In June of 2012 I injured my right knee when I dropped the chain on my bike, the chain jammed and my knee buckled. That kept me off the bike until October of 2012 when I had arthroscopy to remove a chunk of the meniscus that had torn loose. Two weeks later I was riding the bike. The Doctor told me at the time that I had some minor tears of both the anterior and posterior cruciate ligaments but that he would leave them alone because they were stable. If I were a runner instead of a cyclist he would have considered work on them.

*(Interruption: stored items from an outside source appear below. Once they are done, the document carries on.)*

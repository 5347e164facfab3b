//! SyncEngine: the explicit context object a host constructs once and hands to
//! whatever owns an edit surface.
//!
//! `SyncEngine` owns the provider (cache + version store), the durability
//! backstop and the configuration. Each open panel gets a `PanelSession`
//! that wires one edit surface to the engine:
//!
//! 1. `open_panel` loads the document, fills the surface and recovers any
//!    backstop record left by an ungraceful shutdown
//! 2. `on_surface_changed` writes the backstop and (re)schedules autosave
//! 3. `save` / `flush_autosave` save through the provider; a stale save comes
//!    back as a conflict `RemoteUpdate`
//! 4. `process_events` feeds remote updates through the reconciliation
//!    controller, which applies them or holds them behind a notice
//! 5. `save_and_sync` / `discard_and_sync` / `dismiss` resolve the notice

use crate::backstop::{BackstopRecord, DurabilityBackstop, FileBackstop, MemoryBackstop};
use crate::config::SyncConfig;
use crate::content::{canonicalize, CanonicalTree, Content};
use crate::debounce::Debounce;
use crate::error::{Result, SyncError};
use crate::events::{RemoteUpdate, Subscription, SyncEvent, UpdateReason};
use crate::guard::UnsavedChangeGuard;
use crate::key::DocumentKey;
use crate::provider::{SaveOutcome, SyncProvider};
use crate::reconcile::{ControllerEvent, Effect, PendingRemoteUpdate, Reconciler, SyncNotice};
use crate::store::{DocumentVersion, HttpVersionStore, VersionStore};
use std::collections::HashMap;
use std::sync::atomic::{AtomicBool, AtomicU64, Ordering};
use std::sync::{Arc, Mutex};
use tokio::sync::mpsc;
use tokio::time::Instant;
use tracing::{debug, info, warn};

/// The rich-text editor a panel session drives.
pub trait EditSurface: Send {
    /// Current content, usually markup.
    fn content(&self) -> Content;

    /// Replace the content programmatically.
    fn set_content(&mut self, content: &CanonicalTree);
}

#[derive(Debug, Clone, Copy, PartialEq, Eq)]
pub enum EngineState {
    Ready,
    Disposed,
}

pub struct SyncEngine {
    provider: Arc<SyncProvider<dyn VersionStore>>,
    backstop: Arc<dyn DurabilityBackstop>,
    config: SyncConfig,
    subscriptions: Mutex<HashMap<u64, Subscription>>,
    next_session: AtomicU64,
    disposed: AtomicBool,
}

impl SyncEngine {
    pub fn new(
        store: Arc<dyn VersionStore>,
        backstop: Arc<dyn DurabilityBackstop>,
        config: SyncConfig,
    ) -> Arc<Self> {
        Arc::new(Self {
            provider: Arc::new(SyncProvider::new(store)),
            backstop,
            config,
            subscriptions: Mutex::new(HashMap::new()),
            next_session: AtomicU64::new(0),
            disposed: AtomicBool::new(false),
        })
    }

    /// Build an engine against the HTTP sync server named in `config`.
    pub fn connect(config: SyncConfig) -> Result<Arc<Self>> {
        let store = Arc::new(HttpVersionStore::new(config.store_url.clone()));
        let backstop: Arc<dyn DurabilityBackstop> = match &config.backstop_dir {
            Some(dir) => Arc::new(FileBackstop::new(dir)?),
            None => Arc::new(MemoryBackstop::new()),
        };
        info!("Sync engine using store at {}", config.store_url);
        Ok(Self::new(store, backstop, config))
    }

    pub fn provider(&self) -> &Arc<SyncProvider<dyn VersionStore>> {
        &self.provider
    }

    pub fn backstop(&self) -> &Arc<dyn DurabilityBackstop> {
        &self.backstop
    }

    pub fn config(&self) -> &SyncConfig {
        &self.config
    }

    pub fn state(&self) -> EngineState {
        if self.disposed.load(Ordering::SeqCst) {
            EngineState::Disposed
        } else {
            EngineState::Ready
        }
    }

    fn ensure_ready(&self) -> Result<()> {
        match self.state() {
            EngineState::Ready => Ok(()),
            EngineState::Disposed => Err(SyncError::Disposed),
        }
    }

    /// Stop delivering events to every session and refuse further work.
    pub fn dispose(&self) {
        if self.disposed.swap(true, Ordering::SeqCst) {
            return;
        }
        let subscriptions: Vec<_> = self
            .subscriptions
            .lock()
            .unwrap_or_else(|e| e.into_inner())
            .drain()
            .collect();
        info!("Sync engine disposed ({} sessions)", subscriptions.len());
    }

    fn release_session(&self, id: u64) {
        self.subscriptions
            .lock()
            .unwrap_or_else(|e| e.into_inner())
            .remove(&id);
    }

    /// Load `key` into `surface` and start tracking it.
    pub async fn open_panel<E: EditSurface>(
        self: &Arc<Self>,
        key: DocumentKey,
        surface: E,
    ) -> Result<PanelSession<E>> {
        self.ensure_ready()?;

        let (tx, rx) = mpsc::unbounded_channel();
        let filter_key = key.clone();
        let subscription = self.provider.subscribe(move |event| {
            if let SyncEvent::RemoteUpdate(update) = event {
                if update.key == filter_key {
                    let _ = tx.send(update);
                }
            }
        });
        let id = self.next_session.fetch_add(1, Ordering::Relaxed);
        self.subscriptions
            .lock()
            .unwrap_or_else(|e| e.into_inner())
            .insert(id, subscription);

        let mut session = PanelSession {
            id,
            key,
            engine: Arc::clone(self),
            surface,
            guard: UnsavedChangeGuard::new(),
            reconciler: Reconciler::new(),
            autosave: Debounce::new(self.config.autosave_quiet_period()),
            updates: rx,
        };

        let entry = self.provider.load_document(&session.key).await?;
        session.show(&entry.content);
        session.guard.record_saved(entry.content, entry.version);
        session.recover_backstop(entry.version);
        debug!("Opened panel {} at version {}", session.key, entry.version);
        Ok(session)
    }
}

/// One edit surface bound to one document.
pub struct PanelSession<E: EditSurface> {
    id: u64,
    key: DocumentKey,
    engine: Arc<SyncEngine>,
    surface: E,
    guard: UnsavedChangeGuard,
    reconciler: Reconciler,
    autosave: Debounce,
    updates: mpsc::UnboundedReceiver<RemoteUpdate>,
}

impl<E: EditSurface> PanelSession<E> {
    pub fn key(&self) -> &DocumentKey {
        &self.key
    }

    pub fn surface(&self) -> &E {
        &self.surface
    }

    /// Direct access for the host. Call [`on_surface_changed`](Self::on_surface_changed)
    /// after user edits.
    pub fn surface_mut(&mut self) -> &mut E {
        &mut self.surface
    }

    pub fn notice(&self) -> &SyncNotice {
        self.reconciler.notice()
    }

    pub fn pending(&self) -> Option<&PendingRemoteUpdate> {
        self.reconciler.pending()
    }

    pub fn has_unsaved_changes(&self) -> bool {
        self.guard.has_unsaved_changes(&self.surface.content())
    }

    /// Version of the last saved or loaded content.
    pub fn saved_version(&self) -> DocumentVersion {
        self.guard.snapshot().map_or(0, |snapshot| snapshot.version)
    }

    pub fn saved_content(&self) -> Option<&CanonicalTree> {
        self.guard.snapshot().map(|snapshot| &snapshot.content)
    }

    pub fn autosave_deadline(&self) -> Option<Instant> {
        self.autosave.deadline()
    }

    /// The edit surface reported a change.
    ///
    /// Content equal to the last saved snapshot is ignored, which also covers
    /// the surface echoing back a programmatic apply.
    pub fn on_surface_changed(&mut self) {
        let content = self.surface.content();
        if !self.guard.has_unsaved_changes(&content) {
            return;
        }
        match canonicalize(&content) {
            Ok(tree) => self.write_backstop(tree),
            Err(e) => warn!("Not backing up {}: {}", self.key, e),
        }
        self.autosave.schedule();
    }

    /// Save the edit surface now.
    pub async fn save(&mut self) -> Result<SaveOutcome> {
        self.engine.ensure_ready()?;
        self.autosave.cancel();

        let content = canonicalize(&self.surface.content())?;
        self.write_backstop(content.clone());

        let outcome = self
            .engine
            .provider
            .save_document(&self.key, &content)
            .await?;
        match &outcome {
            SaveOutcome::Saved { version } => {
                self.record_saved(content, *version);
                self.handle(ControllerEvent::Saved { version: *version });
            }
            SaveOutcome::Conflict { latest_version, .. } => {
                info!("Save of {} conflicted with version {}", self.key, latest_version);
            }
        }
        self.process_events();
        Ok(outcome)
    }

    /// Save if the autosave quiet period has elapsed.
    pub async fn flush_autosave(&mut self) -> Result<Option<SaveOutcome>> {
        if !self.autosave.take_due() {
            return Ok(None);
        }
        self.save().await.map(Some)
    }

    /// Wait for the autosave deadline (if any) and save.
    pub async fn run_autosave(&mut self) -> Result<Option<SaveOutcome>> {
        self.autosave.wait().await;
        self.flush_autosave().await
    }

    /// Feed queued remote updates through the controller. Returns how many.
    pub fn process_events(&mut self) -> usize {
        let mut handled = 0;
        while let Ok(update) = self.updates.try_recv() {
            self.handle(ControllerEvent::Remote(update));
            handled += 1;
        }
        handled
    }

    /// Save the user's edit as the new baseline, then re-fetch.
    ///
    /// On a network failure the notice switches to `SaveFailed`; the edit and
    /// the pending update are left untouched.
    pub async fn save_and_sync(&mut self) -> Result<()> {
        self.engine.ensure_ready()?;
        self.handle(ControllerEvent::SaveAndSyncRequested);

        let content = match canonicalize(&self.surface.content()) {
            Ok(content) => content,
            Err(e) => {
                self.handle(ControllerEvent::SaveFailed {
                    message: e.to_string(),
                });
                return Err(e.into());
            }
        };
        self.write_backstop(content.clone());

        match self.engine.provider.save_document(&self.key, &content).await {
            Ok(SaveOutcome::Saved { version }) => {
                self.record_saved(content, version);
                self.handle(ControllerEvent::SaveAndSyncSaved { version });
                self.engine
                    .provider
                    .refresh_document_from_remote(&self.key, UpdateReason::Manual)
                    .await?;
                self.process_events();
                Ok(())
            }
            Ok(SaveOutcome::Conflict { latest_version, .. }) => {
                info!(
                    "Save & Sync of {} conflicted with version {}",
                    self.key, latest_version
                );
                self.process_events();
                Ok(())
            }
            Err(e) => {
                warn!("Save & Sync of {} failed: {}", self.key, e);
                self.handle(ControllerEvent::SaveFailed {
                    message: e.to_string(),
                });
                Err(e)
            }
        }
    }

    /// Throw away local edits and show the remote content.
    ///
    /// Without a pending update the document is refreshed first.
    pub async fn discard_and_sync(&mut self) -> Result<()> {
        self.engine.ensure_ready()?;
        if self.reconciler.pending().is_none() {
            self.engine
                .provider
                .refresh_document_from_remote(&self.key, UpdateReason::Manual)
                .await?;
            self.process_events();
        }
        self.handle(ControllerEvent::DiscardRequested);
        Ok(())
    }

    /// Hide the notice. The pending update is kept.
    pub fn dismiss(&mut self) {
        self.handle(ControllerEvent::Dismissed);
    }

    /// Refresh when the panel comes back to the foreground.
    ///
    /// Throttled per key; returns whether a refresh ran.
    pub async fn on_visibility_change(&mut self, visible: bool) -> Result<bool> {
        if !visible {
            return Ok(false);
        }
        self.engine.ensure_ready()?;
        let interval = self.engine.config.visibility_refresh_interval();
        let refreshed = self
            .engine
            .provider
            .refresh_if_idle(&self.key, UpdateReason::Manual, interval)
            .await?;
        self.process_events();
        Ok(refreshed.is_some())
    }

    fn handle(&mut self, event: ControllerEvent) {
        let unsaved = self.has_unsaved_changes();
        for effect in self.reconciler.handle(event, unsaved) {
            match effect {
                Effect::Apply { content, version } => self.apply(content, version),
                Effect::CancelAutosave => self.autosave.cancel(),
            }
        }
    }

    /// Put store content on the surface and record it as saved.
    fn apply(&mut self, content: CanonicalTree, version: DocumentVersion) {
        self.show(&content);
        self.record_saved(content, version);
        self.autosave.cancel();
    }

    /// Set the surface unless it already shows `content`.
    fn show(&mut self, content: &CanonicalTree) {
        let unchanged = canonicalize(&self.surface.content())
            .is_ok_and(|current| current.to_bytes() == content.to_bytes());
        if !unchanged {
            self.surface.set_content(content);
        }
    }

    fn record_saved(&mut self, content: CanonicalTree, version: DocumentVersion) {
        self.guard.record_saved(content, version);
        self.remove_backstop();
    }

    fn recover_backstop(&mut self, loaded_version: DocumentVersion) {
        let record = match self.engine.backstop.read(&self.key) {
            Ok(Some(record)) => record,
            Ok(None) => return,
            Err(e) => {
                warn!("Ignoring unreadable backstop for {}: {}", self.key, e);
                return;
            }
        };

        let Some(loaded) = self.saved_content().cloned() else {
            return;
        };
        if loaded.to_bytes() == record.content.to_bytes() {
            self.remove_backstop();
            return;
        }

        info!("Restoring unsaved edit for {} from backstop", self.key);
        self.surface.set_content(&record.content);
        if record.version < loaded_version {
            // The store moved on since the draft was taken: hold the store
            // content behind a notice instead of saving over it.
            info!(
                "Backstop for {} is based on version {} but the store has {}",
                self.key, record.version, loaded_version
            );
            self.handle(ControllerEvent::Remote(RemoteUpdate {
                key: self.key.clone(),
                version: loaded_version,
                content: Content::Tree(loaded),
                reason: UpdateReason::RemoteUpdate,
            }));
        } else {
            self.autosave.schedule();
        }
    }

    fn write_backstop(&self, content: CanonicalTree) {
        let record = BackstopRecord::new(&self.key, content, self.saved_version());
        if let Err(e) = self.engine.backstop.write(&record) {
            warn!("Backstop write failed for {}: {}", self.key, e);
        }
    }

    fn remove_backstop(&self) {
        if let Err(e) = self.engine.backstop.remove(&self.key) {
            warn!("Backstop remove failed for {}: {}", self.key, e);
        }
    }
}

impl<E: EditSurface> Drop for PanelSession<E> {
    fn drop(&mut self) {
        self.engine.release_session(self.id);
    }
}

A few days ago I slipped and felt something POP in the right knee. It has been hurting since, particularly on the outside of the knee. Just to the right of the kneecap. I have been treating it with ibuprofen and it does feel better each day but I will find out when I pedal on the trainer if I have greater concerns. Any pain while pedaling will get me in front of the orthopedist… I am hoping that it is nothing… I’m really hoping it isn’t one of the ligaments.

I am not optimistic.

Weight and Control

I am pleased with myself this week. Stayed well below my budget for calories. Didn’t snack beyond what my plan allows, stayed in motion to get the calorie burn going and saw my weight drop 2.8 pounds from last Saturday. Not a bad week. The loss should start to pick up a little as I get on the trainer and as I continue to pull in the calories. I am slowly reducing my intake so my body adapts as I go along. This is what worked when I started The Journey. I expect it will work well again.

With four pancakes and 1/3 cup of applesauce (instead of maple syrup) for breakfast, I had a 500-calorie morning meal. For lunch I grilled a Portobello mushroom and had it on Arnold’s Deli Thin bread. They are only 100 calories. Makes for a tasty 120-calorie lunch. It’s about control. Ate big in the last meal? Eat lighter in the very next meal.

IMG_3441Today is soup weather. I have a pot of roasted squash soup on the stove. Dinner will be some vegetables and the soup. A light snack at about 8:30 PM. I love eating this way, I have since I started this Journey of mine.